Franchise focus: Middle East

The Middle East today has a $30 billion franchise sector posting 27 per cent growth annually in the Middle East and North Africa region. These statistics come from the Middle East and North Africa Franchise Association (MENAFA) and the growth shows little sign of slowing.

Some $25 billion was spent on new business in the Middle East in 2012, a large per centage of which was within the franchise market.

There are many reasons why the Middle East is becoming such a ripe area for franchising. With a large young and ambitious population, many are keen to take on the challenge of owning their own business, or expanding the ones they have already built.

Managing Director of Franchise Development Services Lebanon, Mahmoud Chahrour, comments: “The population of the Middle East and North Africa is over 200 million, and if you include Turkey, Iran and Pakistan, which in many cases are considered part of the Middle East, then you have a population of over 500 million with a huge percentage of young people well aware of franchising.”

The table (to the right) shows, by country, the Middle Eastern nations with the greatest interest from the population in becoming franchise owners, and their average available capital.

Rapid development

The increasing affluence of several Middle Eastern nations has led to massive infrastructure spend, which has, in turn, made these parts of the region a great place to do business. The Doha Metro for example, as part of the Qatar Rail Development Programme, is amongst the world’s largest infrastructural construction projects, along with Saudi Arabia’s Riyadh Metro, providing vital trade links and cutting journey times considerably.

Recent reports put construction projects in the pipeline in the GCC at more than $1 trillion, $428bn of which comes from the United Arab Emirates (UAE) and and 417 billion from Saudi Arabia.

Construction of course, is known to boost the economy and business. While the Middle Eastern economy is largely driven by the oil and gas sector, in recent years, tourism and services have become ever more significant industries in these countries, and these sectors, with others that relate to them, are standing out as the kind of growth markets that can and are benefitting from the franchise model.

Mahmoud continues: “Food represents the top franchising opportunity due to demand; all major food brands are already existing in the Middle East and plan to grow even more. There are serious investors everywhere and there is lots of money available for investing.

“There are excellent opportunities available in the retail, clothing and hotel sectors, with tourism being an important industry in Middle Eastern countries.”


We are well aware of the Middle East’s economic powerhouses, with the wealth of the UAE, Saudi Arabia, Kuwait, Qatar and Bahrain all well-documented, but there are a number of rising stars like Oman, Egypt, Turkey, Pakistan and Morocco, and solid prospects for the more distant future, which can look forward to increased development and stability, like Iraq.

Of Iraq, Mahmoud comments: “Iraq would be a great market for franchising once peace is achieved. This is a very rich country with lots of resources and a virgin market for franchising.”

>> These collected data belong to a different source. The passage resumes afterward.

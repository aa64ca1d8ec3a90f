//! Background delivery of commitments and snapshot exports.
//!
//! The evolution loop never awaits a collaborator. It hands each job to a
//! [`Dispatcher`], which queues it on a bounded channel for a worker task
//! owning the [`CommitmentPublisher`] and [`SnapshotArchiver`]. Retries and
//! backoff happen on the worker. When the channel is full the job is
//! dropped and counted, and the loop carries on.
//!
//! ```text
//! run_evolution --try_send--> [ channel ] --> worker --> ledger
//!                                                   \--> blob store
//! ```

use tokio::sync::mpsc;
use tokio::sync::mpsc::error::TrySendError;
use tokio::task::JoinHandle;
use tracing::{debug, info, warn};

use phaselock_ledger::LedgerClient;
use phaselock_types::Commitment;

use crate::archive::{ArchivedExport, Export, SnapshotArchiver};
use crate::blob::BlobStore;
use crate::publisher::CommitmentPublisher;

/// Jobs the channel holds before new ones are dropped.
pub const DISPATCH_QUEUE_CAPACITY: usize = 256;

/// Errors from stopping the delivery worker.
#[derive(Debug, thiserror::Error)]
pub enum DispatchError {
    /// The worker task panicked or was cancelled.
    #[error("delivery worker failed: {source}")]
    Worker {
        /// The underlying join error.
        #[from]
        source: tokio::task::JoinError,
    },
}

/// One unit of work for the worker.
#[derive(Debug)]
enum Delivery {
    Commit(Commitment),
    Export(Export),
}

/// What happened to a job handed to the dispatcher.
#[derive(Debug, Clone, Copy, PartialEq, Eq)]
pub enum DispatchOutcome {
    /// The worker will deliver it.
    Enqueued,
    /// The channel was full or closed; the job is gone.
    Dropped,
}

/// State of delivery when the worker stopped.
#[derive(Debug, Clone, Default, PartialEq, Eq)]
pub struct DeliveryReport {
    /// Commitments the ledger now holds.
    pub commitments_recorded: u64,
    /// Commitments still parked.
    pub commitments_pending: usize,
    /// Exports still parked.
    pub exports_pending: usize,
    /// The export the store's resume pointer names.
    pub latest_export: Option<ArchivedExport>,
}

impl DeliveryReport {
    /// Jobs that never reached their collaborator.
    pub const fn undelivered(&self) -> usize {
        self.commitments_pending.saturating_add(self.exports_pending)
    }
}

/// Loop-side handle to the delivery worker.
#[derive(Debug)]
pub struct Dispatcher {
    sender: mpsc::Sender<Delivery>,
    worker: JoinHandle<DeliveryReport>,
    dropped: u64,
    dropping: bool,
}

impl Dispatcher {
    /// Spawn the worker on the current runtime.
    pub fn spawn<L, B>(
        publisher: CommitmentPublisher<L>,
        archiver: SnapshotArchiver<B>,
        capacity: usize,
    ) -> Self
    where
        L: LedgerClient + 'static,
        B: BlobStore + 'static,
    {
        let (sender, receiver) = mpsc::channel(capacity.max(1));
        let worker = tokio::spawn(deliver(publisher, archiver, receiver));
        Self {
            sender,
            worker,
            dropped: 0,
            dropping: false,
        }
    }

    /// Queue a commitment for the ledger.
    pub fn commit(&mut self, commitment: Commitment) -> DispatchOutcome {
        self.enqueue(Delivery::Commit(commitment))
    }

    /// Queue an export for the blob store.
    pub fn export(&mut self, export: Export) -> DispatchOutcome {
        self.enqueue(Delivery::Export(export))
    }

    /// Jobs dropped because the channel was full or closed.
    pub const fn dropped(&self) -> u64 {
        self.dropped
    }

    /// Close the channel and wait for the worker to drain it.
    ///
    /// # Errors
    ///
    /// Returns [`DispatchError::Worker`] if the worker panicked.
    pub async fn shutdown(self) -> Result<DeliveryReport, DispatchError> {
        drop(self.sender);
        Ok(self.worker.await?)
    }

    fn enqueue(&mut self, delivery: Delivery) -> DispatchOutcome {
        match self.sender.try_send(delivery) {
            Ok(()) => {
                if self.dropping {
                    info!(dropped = self.dropped, "Delivery queue accepting jobs again");
                    self.dropping = false;
                }
                DispatchOutcome::Enqueued
            }
            Err(err) => {
                self.dropped = self.dropped.saturating_add(1);
                if !self.dropping {
                    let reason = match err {
                        TrySendError::Full(_) => "full",
                        TrySendError::Closed(_) => "closed",
                    };
                    warn!(reason, "Delivery queue unavailable, dropping jobs");
                    self.dropping = true;
                }
                DispatchOutcome::Dropped
            }
        }
    }
}

/// Worker body: deliver jobs in arrival order until the channel closes,
/// then make one last pass over anything parked.
async fn deliver<L, B>(
    publisher: CommitmentPublisher<L>,
    mut archiver: SnapshotArchiver<B>,
    mut receiver: mpsc::Receiver<Delivery>,
) -> DeliveryReport
where
    L: LedgerClient,
    B: BlobStore,
{
    let mut recorded = 0_u64;
    while let Some(delivery) = receiver.recv().await {
        match delivery {
            Delivery::Commit(commitment) => {
                recorded = recorded.saturating_add(flushed(publisher.flush_pending().await));
                let evolution_count = commitment.evolution_count;
                let outcome = publisher.publish(commitment).await;
                debug!(evolution_count, outcome = ?outcome, "Commitment delivered");
                if outcome.is_recorded() {
                    recorded = recorded.saturating_add(1);
                }
            }
            Delivery::Export(export) => {
                let outcome = archiver.archive(export).await;
                debug!(outcome = ?outcome, "Export delivered");
            }
        }
    }

    recorded = recorded.saturating_add(flushed(publisher.flush_pending().await));
    archiver.flush_pending().await;
    DeliveryReport {
        commitments_recorded: recorded,
        commitments_pending: publisher.pending_len().await,
        exports_pending: archiver.pending_len(),
        latest_export: archiver.latest().cloned(),
    }
}

fn flushed(count: usize) -> u64 {
    u64::try_from(count).unwrap_or(u64::MAX)
}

Dubai has made a name for itself as the region’s retail capital on the back of the ever-increasing number of shopping malls open or under construction.

The enormous $6.8bn ‘Mall of the World’ development, announced last year, has been marketed as the first indoor city, and will become the globe’s largest shopping centre, boasting a floor space of some 4.5 million square metres: a perfect home for diverse franchise businesses, and one that will further boost the tourism industry. Indeed, the Dubai Vision economic plan has set a goal of 20 million tourists per year five years from now.


The Middle East is an investor-friendly region, comprised of diverse demographics. It enjoys good support from governments in business matters, with attractive tax schemes and rates backing up the aforementioned outstanding modern infrastructure.

Importantly, there are also large numbers of high-net-worth individuals: estimated at some 400,000 with liquid assets of $5 million or more.

The increasingly youthful population of the region are increasingly affluent, and love to spend on leisure activities and consumer goods. The growing numbers of these malls offer them a dream environment, and their spending power is a boon for business owners.

Middle East: key franchise facts

  • $30 billion franchise sector.
  • 27 per cent annual growth.
  • A huge young population adapting to and adopting western culture.
  • Large and increasing demand for western franchise businesses.
  • Fast food and retail sectors account for more than 60 per cent of the market.
  • All major franchise brands operating; most profitable and growing.
  • Government support of entrepreneurship through franchising and government grants and small business loan programs like ‘Sandook Khaliafh’: a fundnamed after the UAE president to encourage citizens into going into small businesses rather than government jobs.
  • Good understanding of franchising and its systems.
  • Great growth potential for any successful business.